Hermosa época aquella en que podíamos corregir las pruebas cuanto quisiéramos. Entonces, en la corrección de pruebas reaparecía el novelista del primer tiempo. Si en el segundo el artista o poeta había modificado al novelador, en el tercer tiempo, la corrección de pruebas, el narrador se vengaba del artista o del poeta, reduciéndolo al mínimo.
No creo que la prosa de las novelas deba ser igual que el lenguaje hablado. El lenguaje hablado es la pobreza y la vulgaridad. Debemos escribir como hablamos, pero en forma expresiva, sin lugares comunes ni frases hechas. La prosa —como ya dije— no ha de ser ni demasiado rica de giros y de voces, ni demasiado pobre.
En ciertos momentos, sí, debe apenas notarse, debe ser descolorizada, espritualizada, reducida a un simple vehículo de una sensación. La prosa de Flaubert es perfecta, pero está hecha para ser leída en voz alta, por lo cual hoy cansa mucho, sobre todo en Salambó y Las tentaciones de San Antonio, libros difíciles de leer. El concepto de Flaubert, dogma de mi generación, hoy resulta anticuado.
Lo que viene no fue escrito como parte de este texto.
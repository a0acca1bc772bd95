// Copyright (C) 2026  Caprica Software Limited
//
// This program is free software: you can redistribute it and/or modify
// it under the terms of the GNU General Public License as published by
// the Free Software Foundation, either version 3 of the License, or
// (at your option) any later version.
//
// This program is distributed in the hope that it will be useful,
// but WITHOUT ANY WARRANTY; without even the implied warranty of
// MERCHANTABILITY or FITNESS FOR A PARTICULAR PURPOSE.  See the
// GNU General Public License for more details.
//
// You should have received a copy of the GNU General Public License
// along with this program.  If not, see <https://www.gnu.org/licenses/>.

//! Fan-out/fan-in probing of a batch of audio files.
//!
//! A fixed number of worker threads share a queue of path indices. Each
//! worker claims the next index, probes the file and sends the outcome back
//! on a result channel. The collector writes every outcome into a slot
//! preallocated for its original index, so the returned metadata is always
//! in request order however the probes happen to complete.
//!
//! The first failure observed by the collector fails the whole batch. A
//! shared flag then stops workers from claiming anything further; probes
//! already running are left to finish and their results are dropped.

use std::{
    path::Path,
    sync::{
        Mutex,
        atomic::{AtomicBool, Ordering},
        mpsc::{self, Receiver, Sender},
    },
    thread,
};

use tracing::{debug, warn};

use crate::{error::ProbeError, model::TrackMeta, probe::Prober};

/// Number of probe workers, regardless of batch size.
pub const WORKER_COUNT: usize = 4;

/// The outcome of probing one path, as reported by a worker.
struct ProbeResult {
    index: usize,
    title: String,
    duration: Result<f64, ProbeError>,
}

/// Probes every path and returns the metadata in the order given.
///
/// # Errors
///
/// Returns the first [`ProbeError`] the collector receives. Later failures
/// and successes from the same batch are discarded.
pub fn probe_all(prober: &dyn Prober, paths: &[String]) -> Result<Vec<TrackMeta>, ProbeError> {
    if paths.is_empty() {
        return Ok(vec![]);
    }

    let (job_tx, job_rx) = mpsc::channel();
    for index in 0..paths.len() {
        let _ = job_tx.send(index);
    }
    drop(job_tx);

    let job_rx = Mutex::new(job_rx);
    let cancelled = AtomicBool::new(false);
    let (result_tx, result_rx) = mpsc::channel();

    thread::scope(|scope| {
        for worker in 0..WORKER_COUNT {
            let job_rx = &job_rx;
            let result_tx = result_tx.clone();
            let cancelled = &cancelled;

            scope.spawn(move || run_worker(worker, prober, paths, job_rx, &result_tx, cancelled));
        }
        drop(result_tx);

        let collected = collect_results(paths, result_rx);
        if collected.is_err() {
            cancelled.store(true, Ordering::Relaxed);
        }
        collected
    })
}

fn run_worker(
    worker: usize,
    prober: &dyn Prober,
    paths: &[String],
    job_rx: &Mutex<Receiver<usize>>,
    result_tx: &Sender<ProbeResult>,
    cancelled: &AtomicBool,
) {
    loop {
        if cancelled.load(Ordering::Relaxed) {
            debug!(worker, "Batch failed, worker stopping");
            break;
        }

        // Only hold the queue lock while claiming an index.
        let next = job_rx.lock().map(|rx| rx.recv()).unwrap_or_else(|e| e.into_inner().recv());
        let Ok(index) = next else {
            break;
        };

        let path = &paths[index];
        let title = track_title(path);
        let duration = prober.probe(path);

        if result_tx
            .send(ProbeResult {
                index,
                title,
                duration,
            })
            .is_err()
        {
            break;
        }
    }
}

/// Receives exactly one result per path, placing each by its index.
fn collect_results(paths: &[String], results: Receiver<ProbeResult>) -> Result<Vec<TrackMeta>, ProbeError> {
    let mut slots: Vec<Option<TrackMeta>> = vec![None; paths.len()];

    for _ in 0..paths.len() {
        let Ok(result) = results.recv() else {
            break;
        };

        match result.duration {
            Ok(duration) => {
                debug!(index = result.index, duration, "Probed track");
                slots[result.index] = Some(TrackMeta {
                    index: result.index,
                    path: paths[result.index].clone(),
                    title: result.title,
                    duration,
                });
            }
            Err(e) => {
                warn!(index = result.index, error = %e, "Probe failed, abandoning batch");
                return Err(e);
            }
        }
    }

    slots
        .into_iter()
        .enumerate()
        .map(|(index, slot)| {
            slot.ok_or_else(|| ProbeError::ExecutionFailed {
                path: paths[index].clone(),
                reason: "no result from probe worker".to_string(),
            })
        })
        .collect()
}

/// Derives a track title from a path: the file name without its extension.
pub(crate) fn track_title(path: &str) -> String {
    Path::new(path)
        .file_stem()
        .map(|stem| stem.to_string_lossy().into_owned())
        .unwrap_or_else(|| path.to_string())
}
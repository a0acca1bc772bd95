// Copyright (C) 2026  Caprica Software Limited
//
// This program is free software: you can redistribute it and/or modify
// it under the terms of the GNU General Public License as published by
// the Free Software Foundation, either version 3 of the License, or
// (at your option) any later version.
//
// This program is distributed in the hope that it will be useful,
// but WITHOUT ANY WARRANTY; without even the implied warranty of
// MERCHANTABILITY or FITNESS FOR A PARTICULAR PURPOSE.  See the
// GNU General Public License for more details.
//
// You should have received a copy of the GNU General Public License
// along with this program.  If not, see <https://www.gnu.org/licenses/>.

//! Location of the `ffprobe` executable.
//!
//! An explicit path from the configuration wins. Otherwise a platform
//! specific binary is looked for in a `bin/` directory next to the running
//! program, and failing that the bare name is left for the operating system
//! to find on `PATH`. The fallback lookup is done once per run.

use std::{
    env,
    path::{Path, PathBuf},
    sync::OnceLock,
};

use crate::error::ProbeError;

static BUNDLED: OnceLock<PathBuf> = OnceLock::new();

/// Returns the name of the probe executable for the given operating system.
///
/// Only one Unix-like family and Windows are supported; anything else is an
/// error rather than a guess.
pub(crate) fn executable_name(os: &str) -> Result<&'static str, ProbeError> {
    match os {
        "macos" | "linux" => Ok("ffprobe"),
        "windows" => Ok("ffprobe.exe"),
        other => Err(ProbeError::UnsupportedPlatform(other.to_string())),
    }
}

/// Resolves the probe executable for this host.
///
/// The host platform is checked before anything else. Concurrent callers may
/// race on the first lookup; [`OnceLock`] guarantees they all observe the
/// same path.
pub(crate) fn resolve(configured: Option<&Path>) -> Result<PathBuf, ProbeError> {
    let name = executable_name(env::consts::OS)?;

    if let Some(path) = configured {
        return Ok(path.to_path_buf());
    }

    let path = BUNDLED.get_or_init(|| bundled(name).unwrap_or_else(|| PathBuf::from(name)));
    Ok(path.clone())
}

fn bundled(name: &str) -> Option<PathBuf> {
    let exe = env::current_exe().ok()?;
    let candidate = exe.parent()?.join("bin").join(name);
    candidate.is_file().then_some(candidate)
}

#[cfg(test)]
mod tests {
    use super::*;

    #[test]
    fn executable_name_per_platform() {
        assert_eq!(executable_name("linux").unwrap(), "ffprobe");
        assert_eq!(executable_name("macos").unwrap(), "ffprobe");
        assert_eq!(executable_name("windows").unwrap(), "ffprobe.exe");
    }

    #[test]
    fn unsupported_platform_is_rejected() {
        let err = executable_name("plan9").unwrap_err();
        assert!(matches!(err, ProbeError::UnsupportedPlatform(os) if os == "plan9"));
    }

    #[test]
    fn configured_path_wins() {
        let path = Path::new("/opt/tools/ffprobe");
        assert_eq!(resolve(Some(path)).unwrap(), path);
    }
}
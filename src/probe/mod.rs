// Copyright (C) 2026  Caprica Software Limited
//
// This program is free software: you can redistribute it and/or modify
// it under the terms of the GNU General Public License as published by
// the Free Software Foundation, either version 3 of the License, or
// (at your option) any later version.
//
// This program is distributed in the hope that it will be useful,
// but WITHOUT ANY WARRANTY; without even the implied warranty of
// MERCHANTABILITY or FITNESS FOR A PARTICULAR PURPOSE.  See the
// GNU General Public License for more details.
//
// You should have received a copy of the GNU General Public License
// along with this program.  If not, see <https://www.gnu.org/licenses/>.

//! Audio duration probing.
//!
//! Durations are read by running `ffprobe` against a file and asking it for
//! nothing but the container level duration, printed as a bare number. Each
//! invocation is bounded by [`PROBE_TIMEOUT`]; a probe that runs longer is
//! killed and reported as a failure.
//!
//! The [`Prober`] trait is the seam the import pipeline depends on, so that
//! the worker pool can be driven by something other than a real process.

mod locate;

use std::{
    io::Read,
    path::PathBuf,
    process::{Child, Command, ExitStatus, Stdio},
    thread::{self, JoinHandle},
    time::{Duration, Instant},
};

use tracing::{debug, warn};

use crate::error::ProbeError;

/// Hard limit for a single `ffprobe` invocation.
pub const PROBE_TIMEOUT: Duration = Duration::from_secs(5);

const POLL_INTERVAL: Duration = Duration::from_millis(10);

/// Something that can determine the duration of an audio file in seconds.
pub trait Prober: Send + Sync {
    fn probe(&self, path: &str) -> Result<f64, ProbeError>;
}

/// A [`Prober`] backed by the external `ffprobe` executable.
#[derive(Debug, Clone)]
pub struct FfprobeProber {
    executable: Option<PathBuf>,
    timeout: Duration,
}

impl FfprobeProber {
    /// Creates a prober, optionally pinned to a specific executable.
    pub fn new(executable: Option<PathBuf>) -> Self {
        Self {
            executable,
            timeout: PROBE_TIMEOUT,
        }
    }

    #[cfg(test)]
    fn with_timeout(mut self, timeout: Duration) -> Self {
        self.timeout = timeout;
        self
    }

    fn spawn(&self, path: &str) -> Result<Child, ProbeError> {
        let executable = locate::resolve(self.executable.as_deref())?;

        debug!(executable = %executable.display(), path, "Running ffprobe");

        Command::new(&executable)
            .args(["-v", "error"])
            .args(["-show_entries", "format=duration"])
            .args(["-of", "default=noprint_wrappers=1:nokey=1"])
            .arg(path)
            .stdin(Stdio::null())
            .stdout(Stdio::piped())
            .stderr(Stdio::piped())
            .spawn()
            .map_err(|e| execution_failed(path, format!("failed to start {}: {e}", executable.display())))
    }
}

impl Default for FfprobeProber {
    fn default() -> Self {
        Self::new(None)
    }
}

impl Prober for FfprobeProber {
    fn probe(&self, path: &str) -> Result<f64, ProbeError> {
        let mut child = self.spawn(path)?;

        // Both pipes are drained while the child runs so a chatty ffprobe
        // cannot fill a pipe buffer and stall until the deadline.
        let stdout = child.stdout.take().map(drain);
        let stderr = child.stderr.take().map(drain);

        let status = wait_with_timeout(&mut child, self.timeout)
            .map_err(|e| execution_failed(path, e.to_string()))?;

        // On timeout the readers are left behind: a grandchild may still hold
        // the pipes open, and they finish once it exits.
        let Some(status) = status else {
            warn!(path, timeout = ?self.timeout, "ffprobe timed out");
            return Err(execution_failed(path, format!("timed out after {:?}", self.timeout)));
        };

        let stdout = collect_output(stdout).map_err(|e| execution_failed(path, e.to_string()))?;

        if !status.success() {
            let stderr = collect_output(stderr).unwrap_or_default();
            return Err(execution_failed(
                path,
                format!("{status}: {}", stderr.trim()),
            ));
        }

        parse_duration(path, &stdout)
    }
}

/// Reads a child pipe to the end on its own thread.
fn drain<R: Read + Send + 'static>(mut pipe: R) -> JoinHandle<std::io::Result<String>> {
    thread::spawn(move || {
        let mut bytes = Vec::new();
        pipe.read_to_end(&mut bytes)?;
        Ok(String::from_utf8_lossy(&bytes).into_owned())
    })
}

fn collect_output(reader: Option<JoinHandle<std::io::Result<String>>>) -> std::io::Result<String> {
    match reader {
        Some(handle) => handle
            .join()
            .unwrap_or_else(|_| Err(std::io::Error::other("pipe reader panicked"))),
        None => Ok(String::new()),
    }
}

/// Waits for the child to exit, killing it once `timeout` has elapsed.
///
/// Returns `Ok(None)` if the child had to be killed.
fn wait_with_timeout(child: &mut Child, timeout: Duration) -> std::io::Result<Option<ExitStatus>> {
    let deadline = Instant::now() + timeout;

    loop {
        if let Some(status) = child.try_wait()? {
            return Ok(Some(status));
        }

        if Instant::now() >= deadline {
            let _ = child.kill();
            let _ = child.wait();
            return Ok(None);
        }

        thread::sleep(POLL_INTERVAL);
    }
}

/// Parses the textual output of `ffprobe` into a duration in seconds.
pub(crate) fn parse_duration(path: &str, output: &str) -> Result<f64, ProbeError> {
    let value = output.trim();
    if value.is_empty() {
        return Err(ProbeError::EmptyResult(path.to_string()));
    }

    match value.parse::<f64>() {
        Ok(duration) if duration.is_finite() && duration >= 0.0 => Ok(duration),
        _ => Err(ProbeError::MalformedDuration {
            path: path.to_string(),
            value: value.to_string(),
        }),
    }
}

fn execution_failed(path: &str, reason: String) -> ProbeError {
    ProbeError::ExecutionFailed {
        path: path.to_string(),
        reason,
    }
}

#[cfg(test)]
mod tests {
    use super::*;

    #[test]
    fn parses_trimmed_output() {
        assert_eq!(parse_duration("a.mp3", "180.500000\n").unwrap(), 180.5);
        assert_eq!(parse_duration("a.mp3", "  42 ").unwrap(), 42.0);
    }

    #[test]
    fn empty_output_is_empty_result() {
        assert!(matches!(
            parse_duration("a.mp3", " \n"),
            Err(ProbeError::EmptyResult(_))
        ));
    }

    #[test]
    fn garbage_output_is_malformed() {
        for output in ["N/A", "12,5", "-3.0", "inf"] {
            assert!(
                matches!(
                    parse_duration("a.mp3", output),
                    Err(ProbeError::MalformedDuration { .. })
                ),
                "{output:?} should be rejected"
            );
        }
    }

    #[cfg(unix)]
    mod process {
        use super::*;
        use std::{
            fs,
            os::unix::fs::PermissionsExt,
            path::Path,
            sync::{Mutex, MutexGuard},
        };
        use tempfile::TempDir;

        // Writing a script while another test thread forks can leave the
        // script open in the forked child, making exec fail with ETXTBSY.
        static SPAWN_LOCK: Mutex<()> = Mutex::new(());

        fn serial() -> MutexGuard<'static, ()> {
            SPAWN_LOCK.lock().unwrap_or_else(|e| e.into_inner())
        }

        fn fake_ffprobe(dir: &Path, body: &str) -> PathBuf {
            let path = dir.join("ffprobe");
            fs::write(&path, format!("#!/bin/sh\n{body}\n")).unwrap();
            fs::set_permissions(&path, fs::Permissions::from_mode(0o755)).unwrap();
            path
        }

        #[test]
        fn missing_executable_is_execution_failure() {
            let _guard = serial();
            let prober = FfprobeProber::new(Some(PathBuf::from("/nonexistent/ffprobe")));

            assert!(matches!(
                prober.probe("a.mp3"),
                Err(ProbeError::ExecutionFailed { .. })
            ));
        }

        #[test]
        fn reads_duration_from_process_output() {
            let _guard = serial();
            let dir = TempDir::new().unwrap();
            let exe = fake_ffprobe(dir.path(), "echo 195.250000");

            let prober = FfprobeProber::new(Some(exe));

            assert_eq!(prober.probe("/a/song3.mp3").unwrap(), 195.25);
        }

        #[test]
        fn passes_duration_only_arguments() {
            let _guard = serial();
            let dir = TempDir::new().unwrap();
            let exe = fake_ffprobe(
                dir.path(),
                r#"[ "$*" = "-v error -show_entries format=duration -of default=noprint_wrappers=1:nokey=1 /a/song.mp3" ] && echo 1.5 || exit 3"#,
            );

            let prober = FfprobeProber::new(Some(exe));

            assert_eq!(prober.probe("/a/song.mp3").unwrap(), 1.5);
        }

        #[test]
        fn non_zero_exit_is_execution_failure() {
            let _guard = serial();
            let dir = TempDir::new().unwrap();
            let exe = fake_ffprobe(dir.path(), "echo 'Invalid data found' >&2; exit 1");

            let prober = FfprobeProber::new(Some(exe));

            let err = prober.probe("/a/broken.mp3").unwrap_err();
            assert!(matches!(err, ProbeError::ExecutionFailed { ref reason, .. } if reason.contains("Invalid data")));
        }

        #[test]
        fn empty_output_from_process() {
            let _guard = serial();
            let dir = TempDir::new().unwrap();
            let exe = fake_ffprobe(dir.path(), "exit 0");

            let prober = FfprobeProber::new(Some(exe));

            assert!(matches!(
                prober.probe("/a/silent.mp3"),
                Err(ProbeError::EmptyResult(_))
            ));
        }

        #[test]
        fn large_diagnostic_output_does_not_stall() {
            let _guard = serial();
            let dir = TempDir::new().unwrap();
            let exe = fake_ffprobe(
                dir.path(),
                "head -c 200000 /dev/zero | tr '\\0' 'x' >&2; echo 12.5",
            );

            let prober = FfprobeProber::new(Some(exe)).with_timeout(Duration::from_secs(2));

            assert_eq!(prober.probe("/a/noisy.mp3").unwrap(), 12.5);
        }

        #[test]
        fn large_error_output_is_reported() {
            let _guard = serial();
            let dir = TempDir::new().unwrap();
            let exe = fake_ffprobe(
                dir.path(),
                "head -c 200000 /dev/zero | tr '\\0' 'e' >&2; exit 1",
            );

            let prober = FfprobeProber::new(Some(exe)).with_timeout(Duration::from_secs(2));

            let err = prober.probe("/a/damaged.mp3").unwrap_err();
            assert!(matches!(err, ProbeError::ExecutionFailed { ref reason, .. } if !reason.contains("timed out")));
        }

        #[test]
        fn slow_process_is_killed() {
            let _guard = serial();
            let dir = TempDir::new().unwrap();
            let exe = fake_ffprobe(dir.path(), "sleep 10; echo 1.0");

            let prober = FfprobeProber::new(Some(exe)).with_timeout(Duration::from_millis(200));

            let started = Instant::now();
            let err = prober.probe("/a/slow.mp3").unwrap_err();

            assert!(matches!(err, ProbeError::ExecutionFailed { .. }));
            assert!(started.elapsed() < Duration::from_secs(5));
        }
    }
}
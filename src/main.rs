// Copyright (C) 2026  Caprica Software Limited
//
// This program is free software: you can redistribute it and/or modify
// it under the terms of the GNU General Public License as published by
// the Free Software Foundation, either version 3 of the License, or
// (at your option) any later version.
//
// This program is distributed in the hope that it will be useful,
// but WITHOUT ANY WARRANTY; without even the implied warranty of
// MERCHANTABILITY or FITNESS FOR A PARTICULAR PURPOSE.  See the
// GNU General Public License for more details.
//
// You should have received a copy of the GNU General Public License
// along with this program.  If not, see <https://www.gnu.org/licenses/>.

//! # Vinyl.
//!
//! A personal album library. Albums ("vinyls") are imported from audio files
//! on disk, their track durations are probed with `ffprobe`, and the result
//! is kept in a local SQLite database.
//!
//! ## Architecture
//!
//! * **Import pipeline**: [`import`] opens one transaction per album and
//!   hands the track paths to a fixed pool of probe worker threads, which
//!   report back over channels. Any failure rolls the whole album back.
//! * **Data access**: [`db`] owns the schema and rebuilds the vinyl, disc and
//!   track graph for reads.
//! * **Front end**: a command line interface dispatches to the library
//!   operations through [`actions::commands`].
//!
//! The database connection is opened once here and passed explicitly to
//! everything that needs it.

mod actions;
mod config;
mod db;
mod error;
mod import;
mod media;
mod model;
mod probe;
mod util;

use anyhow::{Context, Result};
use clap::Parser;
use tracing_subscriber::EnvFilter;

use crate::{
    actions::commands::{AppCommand, CommandContext, handle_command},
    probe::FfprobeProber,
};

#[derive(Debug, Parser)]
#[command(name = "vinyl", version, about = "A personal vinyl album library")]
struct Cli {
    /// Database file, overriding the configured one.
    #[arg(long, global = true)]
    database: Option<String>,

    /// Print results as JSON.
    #[arg(long, global = true)]
    json: bool,

    #[command(subcommand)]
    command: AppCommand,
}

/// The entry point of the application.
///
/// Loads the configuration, opens the database, and runs the requested
/// command, returning an error if any part of it fails.
fn main() -> Result<()> {
    tracing_subscriber::fmt()
        .with_env_filter(
            EnvFilter::try_from_default_env().unwrap_or_else(|_| EnvFilter::new("info")),
        )
        .with_writer(std::io::stderr)
        .init();

    let cli = Cli::parse();

    let mut config = config::load_config();
    let database_file = cli
        .database
        .clone()
        .unwrap_or_else(|| config.database_file.clone());

    let mut conn = db::init_db(&database_file).context("Failed to initialise database")?;
    let prober = FfprobeProber::new(config.ffprobe_path.clone());

    let mut ctx = CommandContext {
        config: &mut config,
        conn: &mut conn,
        prober: &prober,
        json: cli.json,
    };

    handle_command(&mut ctx, cli.command).context("Command failed")
}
La novela no es un género extraño al arte. El novelador que sea a la vez artista debe encontrar el punto en que puedan coexistir lo humano, lo novelístico y lo literario.
*Poeta y narrador nacido en Paraná, Entre Ríos, Argentina, el 18 de julio de 1882. Fue nominado al Premio Nobel de Literatura en tres oportunidades. Falleció el 4 de noviembre de 1962.